What does that mean to us? Bad news. Most of us are not going to “upgrade” our Windows 10 systems. Instead, we are going to buy new PCs.
Specifically, Microsoft says it is “sure that devices running on Intel 8thNext-generation processors and AMD Zen 2, as well as Qualcomm 7 and 8 Series will meet our security and reliability principles and minimum system requirements for Windows 11. As we launch Windows Insiders and partner with our OEMs, we will test to identify devices in Intel 7th generation and AMD Zen 1 that can meet our principles. “
Note: It did not guarantee that Windows 11 would run, for example, on Intel Coffee Lake CPUs. There is a big difference between a guarantee and more confidence.
Regarding 7th-generation chips like Kaby Lake processors, we’re still in the dark. (I honestly don’t see them working well, to tell the truth.)

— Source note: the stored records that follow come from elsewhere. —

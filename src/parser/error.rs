//! Error handling for parsing.
use std::fmt;

use thiserror::Error;

use crate::{
    error::PositionalError,
    lexer::tokens::{Token, TokenKind},
    location::Location,
};

/// A parsing error, indicating both the parsing stage in which the error was encoutered
/// and the cause for the error.
#[derive(Debug, Error)]
#[error("{reason} when parsing {stage}")]
pub struct ParseError {
    stage: Stage,
    reason: Reason,
}

impl ParseError {
    pub fn new(stage: Stage, reason: Reason) -> Self {
        Self { stage, reason }
    }

    pub fn stage(&self) -> Stage {
        self.stage
    }
    pub fn reason(&self) -> &Reason {
        &self.reason
    }
}

impl PositionalError for ParseError {
    fn location(&self) -> Location {
        self.reason.token().location
    }

    fn describe(&self) -> String {
        self.to_string()
    }
}

#[derive(Debug, Error)]
pub enum Reason {
    #[error("expected {0}, found {1}")]
    Expected(TokenKind, Token),
    #[error("expected a type name, found {0}")]
    ExpectedType(Token),
    #[error("unexpected {0}")]
    UnexpectedToken(Token),
    #[error("nesting too deep at {0}")]
    TooDeeplyNested(Token),
}
impl Reason {
    /// The token at which parsing failed.
    pub fn token(&self) -> &Token {
        match self {
            Reason::Expected(_, token) => token,
            Reason::ExpectedType(token) => token,
            Reason::UnexpectedToken(token) => token,
            Reason::TooDeeplyNested(token) => token,
        }
    }
}

#[derive(Debug, Clone, Copy, PartialEq, Eq)]
pub enum Stage {
    /// A variable declaration
    VarDecl,
    /// A statement
    Statement,
    /// An assignment statement
    Assign,
    /// An if-statement, including its elif and else branches
    If,
    /// A while-loop
    While,
    /// A print statement
    Print,
    /// A block of statements between braces
    Block,
    /// The start of an expression.
    Expr,
    /// The end of a parenthesised expression.
    ParenExprEnd,
}
impl fmt::Display for Stage {
    fn fmt(&self, f: &mut fmt::Formatter) -> fmt::Result {
        f.write_str(match self {
            Stage::VarDecl => "a variable declaration",
            Stage::Statement => "a statement",
            Stage::Assign => "an assignment",
            Stage::If => "an if-statement",
            Stage::While => "a while-loop",
            Stage::Print => "a print statement",
            Stage::Block => "a block",
            Stage::Expr => "an expression",
            Stage::ParenExprEnd => "the end of a parenthesised expression",
        })
    }
}

pub trait AddStage {
    type Annotated;

    fn add_stage(self, stage: Stage) -> Self::Annotated;
}

impl<O> AddStage for Result<O, Reason> {
    type Annotated = Result<O, ParseError>;

    fn add_stage(self, stage: Stage) -> Self::Annotated {
        self.map_err(|reason| ParseError { stage, reason })
    }
}

pub fn failure<R>(stage: Stage, reason: Reason) -> Result<R, ParseError> {
    Err(ParseError::new(stage, reason))
}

Microsoft has also finally made it clear that your PC must have a Trusted Platform Module (TPM) 2.0 inside it, and your computer’s firmware must also be configured to be active. TPM 2.0 is used to generate and protect encryption keys, user credentials, and other sensitive data so that malware and attackers cannot access or manipulate your data.
It’s nice that you can simply check if your current fleet of PCs can run Windows 11 with the PC Health Check app, right?
Wrong. Microsoft confesses that while “the PC Health Check application was intended to help people verify whether their current Windows 10 PC could be upgraded to Windows 11 …, it was not fully prepared to share the level of detail or precision that I expected. from us on the reason a Windows 10 PC doesn’t meet the upgrade requirements. [So] We are temporarily removing the app so that our teams can address the feedback. We will bring it back online in preparation for general availability this fall. “
Come now. Clearly, there was no Windows 11 beta test worth the name within Microsoft. Windows 11 is heading out the door as fast as possible, and Microsoft is widely hinting that Windows 11 will be released on October 1. 20 and you can expect to see new Windows 11 PCs in Q4 2021.
Right. What a coincidence.
Yes, both Windows and your business need greater security. But the more I look at this, the more I see an operating system rushing out the door and most likely crashing frequently and requiring you to buy new and expensive equipment.
Let’s be realistic. Windows 11 won’t be ready for business or common people to run this winter. I will run it, on a new PC with the latest hardware, because that’s what I do. But you and youdeal? Stick with Windows 10 for now. Frankly, prepare to stick with Windows 10 through 2023. By January 2023, Windows 11 may be ready to go. End of 2021? End of 2022? I do not see it.